Figure 7.

IL23 promotes induction of autophagy pathways in human macrophages. (A–E) MDMs were treated with 10 ng/mL IL23 or IL12 for 48 hours. (A and B) LC3II was assessed by (A) flow cytometry with a representative histogram plot with mean fluorescence intensity (MFI) values and a summary graph with MFI (n = 10 from 2 independent experiments). (B) Western blot. (C and D) ATG5 and ATG16L1 were assessed by (C) flow cytometry (MFI) (n = 10 from 2 independent experiments for ATG5; n = 6 for ATG16L1) or (D) Western blot. (E) Fold increase in cathepsin D activity (n = 12 from 2 independent experiments).

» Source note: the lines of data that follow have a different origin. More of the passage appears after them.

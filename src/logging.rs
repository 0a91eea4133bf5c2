// src/logging.rs

//! Logging setup using `tracing` + `tracing-subscriber`.
//!
//! `--log-level` wins. Otherwise `TIDDLYTIME_LOG` is read as an `EnvFilter`
//! directive list, so both `debug` and `tiddlytime=debug,notify=warn` work.
//! With neither set we log at `info`.
//!
//! Everything goes to stderr; stdout is kept for `--dry-run`.

use anyhow::{anyhow, Result};
use tracing::level_filters::LevelFilter;
use tracing_subscriber::EnvFilter;

use crate::cli::LogLevel;

pub const LOG_ENV_VAR: &str = "TIDDLYTIME_LOG";

/// Install the global subscriber. Fails if one is already installed or
/// `TIDDLYTIME_LOG` cannot be parsed.
pub fn init_logging(cli_level: Option<LogLevel>) -> Result<()> {
    let env_value = std::env::var(LOG_ENV_VAR).ok();
    let filter = build_filter(cli_level, env_value.as_deref())?;

    tracing_subscriber::fmt()
        .with_env_filter(filter)
        .with_target(false)
        .with_writer(std::io::stderr)
        .try_init()
        .map_err(|e| anyhow!("installing log subscriber: {e}"))
}

fn build_filter(cli_level: Option<LogLevel>, env_value: Option<&str>) -> Result<EnvFilter> {
    if let Some(level) = cli_level {
        return Ok(EnvFilter::new(LevelFilter::from(level).to_string()));
    }

    match env_value.map(str::trim).filter(|v| !v.is_empty()) {
        Some(directives) => EnvFilter::try_new(directives)
            .map_err(|e| anyhow!("invalid {LOG_ENV_VAR} value {directives:?}: {e}")),
        None => Ok(EnvFilter::new("info")),
    }
}

impl From<LogLevel> for LevelFilter {
    fn from(level: LogLevel) -> Self {
        match level {
            LogLevel::Error => LevelFilter::ERROR,
            LogLevel::Warn => LevelFilter::WARN,
            LogLevel::Info => LevelFilter::INFO,
            LogLevel::Debug => LevelFilter::DEBUG,
            LogLevel::Trace => LevelFilter::TRACE,
        }
    }
}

Pepstatin A (peps.) was used as a control for reduced lysosomal activity. (F–L) MDMs were transfected with scrambled or the indicated siRNAs, alone or in combination (comb). (F and G) Knockdown efficacy per (F) flow cytometry (n = 4) and (G) Western blot. (H) LC3II expression (MFI) (n = 12 from 2 independent experiments). (I) Intracellular bacterial clearance (CFU) (n = 12 from 2 independent experiments). (J and K) MDMs then were treated with IL23 or IL12 for 48 hours. (J) LC3II expression by flow cytometry (MFI) (n = 6). (K) Intracellular clearance bacterial clearance (CFU) (n = 10 from 2 independent experiments). (L) Cell death per annexin V⁺ cells (n = 4). A total of 50–100 J/m² UV-treated cells served as a positive control. Means + SEM. ∗∗∗ P < .001, ^†P <1 × 10^-4, and ^††P <1 × 10^-5. GAPDH, glyceraldehyde-3-phosphate dehydrogenase; NT, no treatment; scr, scrambled; Tx, treatment.